Against the Day: Giordano Bruno

robinlandseadel at comcast.net robinlandseadel at comcast.net
Thu Aug 14 11:52:18 CDT 2008


It is easy to get an impression of the reputation which Bruno 
had created by the year 1582 in the minds of the clerical 
authorities of southern Europe. He had written of 

                              an infinite universe 

which had left no room for that greater infinite 
conception which is called God. He could not conceive that 
God and nature could be separate and distinct entities as 
taught by Genesis, as taught by the Church and as even 
taught by Aristotle. He preached a philosophy which made 
the mysteries of the virginity of Mary, of the crucifixion and the 
mass, meaningless. He was so naive that he could not think
 of his own mental pictures as being really heresies. He 
thought of the Bible as a book which only the ignorant could 
take literally. The Church's methods were, to say the least, 
unfortunate, and it encouraged ignorance from the instinct 
of self-preservation. . . .

http://www.infidels.org/library/historical/john_kessler/giordano_bruno.html



His trial was overseen by the inquisitor Cardinal Bellarmine, 
who demanded a full recantation, which Bruno eventually 
refused. Instead he appealed in vain to Pope Clement VIII, 
hoping to save his life through a partial recantation. The 
Pope expressed himself in favor of a guilty verdict. 
Consequently, Bruno was declared a heretic, handed 
over to secular authorities on February 8 1600. At his 
trial he listened to the verdict on his knees, then stood 
up and said: "Perhaps you, my judges, pronounce this 
sentence against me with greater fear than I receive it." 
He was brought to the Campo de' Fiori, a central Roman 
market square, his jaw clamped in an iron gag and an 
iron spike driven through his tongue. He was tied to a pole 
naked and burned at the stake, on February 17, 1600.

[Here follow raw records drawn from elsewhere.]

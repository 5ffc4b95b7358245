//! `POST /v1/messages` handler (SPEC_FULL.md §6). Ingress validation, the
//! request transform, an upstream call, and either the non-streaming
//! response transform or the streaming transducer pipeline — grounded in
//! the donor's `chat` handler and `ResponseHandler::create_streaming_response`,
//! stripped of multi-provider routing since this proxy has exactly one
//! upstream (SPEC_FULL.md §1 non-goals).

use std::sync::Arc;
use std::time::Duration;

use bridge_core::anthropic::MessagesRequest;
use bridge_core::openai::ChatCompletionsStreamResponse;
use bridge_core::{request_xform, response_xform, validate, Framer, Transducer};
use bytes::Bytes;
use http_body_util::combinators::BoxBody;
use http_body_util::{BodyExt, Full, StreamBody};
use hyper::body::{Frame as HyperFrame, Incoming};
use hyper::{Request, Response, StatusCode};
use tokio::sync::mpsc;
use tokio_stream::wrappers::ReceiverStream;
use tokio_stream::StreamExt;
use tracing::{info_span, warn, Instrument};
use uuid::Uuid;

use crate::config::GatewayConfig;
use crate::errors::GatewayError;

fn full_body<T: Into<Bytes>>(chunk: T) -> BoxBody<Bytes, hyper::Error> {
    Full::new(chunk.into()).map_err(|never| match never {}).boxed()
}

pub async fn messages(
    req: Request<Incoming>,
    client: Arc<reqwest::Client>,
    config: Arc<GatewayConfig>,
) -> Result<Response<BoxBody<Bytes, hyper::Error>>, hyper::Error> {
    let request_id = Uuid::new_v4();
    let span = info_span!("messages", request_id = %request_id);

    match handle(req, client, config).instrument(span).await {
        Ok(response) => Ok(response),
        Err(err) => {
            warn!(error = %err, "request failed");
            Ok(err.into_response())
        }
    }
}

/// Forwarded as-is when no key is configured for the upstream
/// (SPEC_FULL.md §6 egress: "the configured upstream key or the forwarded
/// client credential").
fn client_credential(req: &Request<Incoming>) -> Option<String> {
    if let Some(value) = req.headers().get("x-api-key") {
        return value.to_str().ok().map(|v| format!("Bearer {v}"));
    }
    req.headers()
        .get(hyper::header::AUTHORIZATION)
        .and_then(|v| v.to_str().ok())
        .map(|v| v.to_string())
}

async fn handle(
    req: Request<Incoming>,
    client: Arc<reqwest::Client>,
    config: Arc<GatewayConfig>,
) -> Result<Response<BoxBody<Bytes, hyper::Error>>, GatewayError> {
    let forwarded_credential = client_credential(&req);
    let body_bytes = req.collect().await.map_err(GatewayError::BodyRead)?.to_bytes();

    let anthropic_req: MessagesRequest =
        serde_json::from_slice(&body_bytes).map_err(GatewayError::InvalidJson)?;
    let anthropic_req = validate(anthropic_req)?;

    let wants_stream = anthropic_req.stream.unwrap_or(false);
    let needs_cache_beta = bridge_core::requires_cache_beta_header(&anthropic_req);
    let mut upstream_req = request_xform(&anthropic_req, &config.upstream_model);
    upstream_req.stream = Some(wants_stream);

    let mut upstream_call = client
        .post(format!("{}/v1/chat/completions", config.upstream_base_url))
        .json(&upstream_req)
        .timeout(Duration::from_secs(config.request_timeout_secs));
    upstream_call = match &config.upstream_api_key {
        Some(api_key) => upstream_call.bearer_auth(api_key),
        None => match &forwarded_credential {
            Some(credential) => upstream_call.header(hyper::header::AUTHORIZATION, credential),
            None => upstream_call,
        },
    };
    if needs_cache_beta {
        upstream_call = upstream_call.header("anthropic-beta", "prompt-caching-2024-07-31");
    }

    let upstream_response = upstream_call
        .send()
        .await
        .map_err(GatewayError::UpstreamUnreachable)?;

    let status = upstream_response.status();
    if status.is_client_error() {
        // The upstream's own error envelope reaches the client unchanged
        // (SPEC_FULL.md §7 policy).
        let passthrough_status = StatusCode::from_u16(status.as_u16()).unwrap_or(StatusCode::BAD_REQUEST);
        let body = upstream_response
            .bytes()
            .await
            .map_err(GatewayError::UpstreamUnreachable)?;
        return Ok(Response::builder()
            .status(passthrough_status)
            .header("content-type", "application/json")
            .body(full_body(body))
            .expect("static response parts always build"));
    }
    if status.is_server_error() {
        // Re-wrapped, not passed through: SPEC_FULL.md §7 maps any upstream
        // 5xx to a flat HTTP 502 `api_error`, regardless of the original status.
        let body = upstream_response.text().await.unwrap_or_default();
        return Err(GatewayError::UpstreamError {
            status: StatusCode::BAD_GATEWAY,
            body,
        });
    }

    if wants_stream {
        stream_response(upstream_response)
    } else {
        let upstream_body = upstream_response
            .bytes()
            .await
            .map_err(GatewayError::UpstreamUnreachable)?;
        let parsed = serde_json::from_slice(&upstream_body)
            .map_err(bridge_core::BridgeError::MalformedUpstream)?;
        let anthropic_resp = response_xform(&parsed)?;
        let body = serde_json::to_vec(&anthropic_resp).expect("MessagesResponse always serializes");
        Ok(Response::builder()
            .status(StatusCode::OK)
            .header("content-type", "application/json")
            .body(full_body(body))
            .expect("static response parts always build"))
    }
}

/// Bridges the upstream SSE body through the framer and transducer into an
/// Anthropic-shaped outgoing SSE stream (SPEC_FULL.md §4.4, §4.5).
fn stream_response(
    upstream_response: reqwest::Response,
) -> Result<Response<BoxBody<Bytes, hyper::Error>>, GatewayError> {
    let (tx, rx) = mpsc::channel::<Bytes>(16);

    tokio::spawn(async move {
        let mut framer = Framer::new();
        let mut transducer = Transducer::new();
        let mut byte_stream = upstream_response.bytes_stream();

        while let Some(item) = byte_stream.next().await {
            let chunk = match item {
                Ok(chunk) => chunk,
                Err(err) => {
                    warn!(error = ?err, "error receiving upstream chunk");
                    break;
                }
            };
            for frame in framer.push(&chunk) {
                if !emit_frame(&mut transducer, frame, &tx).await {
                    return;
                }
            }
        }

        for frame in framer.finish() {
            if !emit_frame(&mut transducer, frame, &tx).await {
                return;
            }
        }

        if !transducer.is_stopped() {
            send_events(transducer.finalize(), &tx).await;
        }
    });

    let stream = ReceiverStream::new(rx).map(|chunk| Ok::<_, hyper::Error>(HyperFrame::data(chunk)));
    let body = BoxBody::new(StreamBody::new(stream));

    Ok(Response::builder()
        .status(StatusCode::OK)
        .header("content-type", "text/event-stream")
        .header("cache-control", "no-cache")
        .body(body)
        .expect("static response parts always build"))
}

/// Returns `false` once the receiver has gone away, signalling the spawned
/// task to stop producing (client cancellation, SPEC_FULL.md §4.5.5).
async fn emit_frame(
    transducer: &mut Transducer,
    frame: bridge_core::Frame,
    tx: &mpsc::Sender<Bytes>,
) -> bool {
    let events = match frame {
        bridge_core::Frame::Chunk(chunk) => {
            let chunk: ChatCompletionsStreamResponse = chunk;
            transducer.feed_chunk(&chunk)
        }
        bridge_core::Frame::Done => {
            if transducer.is_stopped() {
                Vec::new()
            } else {
                transducer.finalize()
            }
        }
    };
    send_events(events, tx).await
}

async fn send_events(events: Vec<bridge_core::anthropic::MessagesStreamEvent>, tx: &mpsc::Sender<Bytes>) -> bool {
    for event in events {
        let payload = serde_json::to_string(&event).expect("MessagesStreamEvent always serializes");
        let sse = format!("event: {}\ndata: {}\n\n", event.event_name(), payload);
        if tx.send(Bytes::from(sse)).await.is_err() {
            return false;
        }
    }
    true
}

http://en.wikipedia.org/wiki/Giordano_Bruno

Alos from the Wikipedia article:

Born in Nola (in Campania, then part of the Kingdom of 
Naples) in 1548, he was originally named Filippo Bruno. 
His father was Giovanni Bruno, a soldier. At the age of 
eleven he traveled to Naples to study the Trivium. At 
15, Bruno entered the Dominican Order. . . .

>From The Courier's Tragedy:

The act itself closes with Domenico, to whom the naive 
Niccolo started it off by spilling his secret, trying to get in 
to see Duke Angelo and betray his dear friend. The Duke, 
of course, is in his apartment busy knocking off a piece, 
and the best Domenico can do is an administrative 
assistant who turns out to be the same Ercole who 
once saved the life of young Niccolo and aided his 
escape from Faggio. This he presently confesses to 
Domenico, though only after having enticed that 
informer into foolishly bending over and putting his 
head into a curious black box, on the pretext of showing 
him a pornographic diorama. A steel vise promptly clamps 
onto the faithless Domenico's head and the box muffles 
his cries for help. Ercole binds his hands and feet with 
scarlet silk cords, lets him know who it is he's run afoul 
of, reaches into the box with a pair of pincers, tears out 
Domenico's tongue, stabs him a couple times, pours 
into the box a beaker of aqua regia, enumerates a list of 
other goodies, including castration, that Domenico will 
undergo before he's allowed to die, all amid screams, 
tongueless attempts to pray, agonized struggles from 
the victim. With the tongue impaled on his rapier Ercole 
runs to a burning torch set in the wall, sets the tongue 
aflame and waving it around like a madman concludes 
the act by screaming, 

Thy pitiless unmanning is most meet, 

Thinks Ercole the zany Paraclete. 

Descended this malign, Unholy Ghost, 

Let us begin thy frightful Pentecost.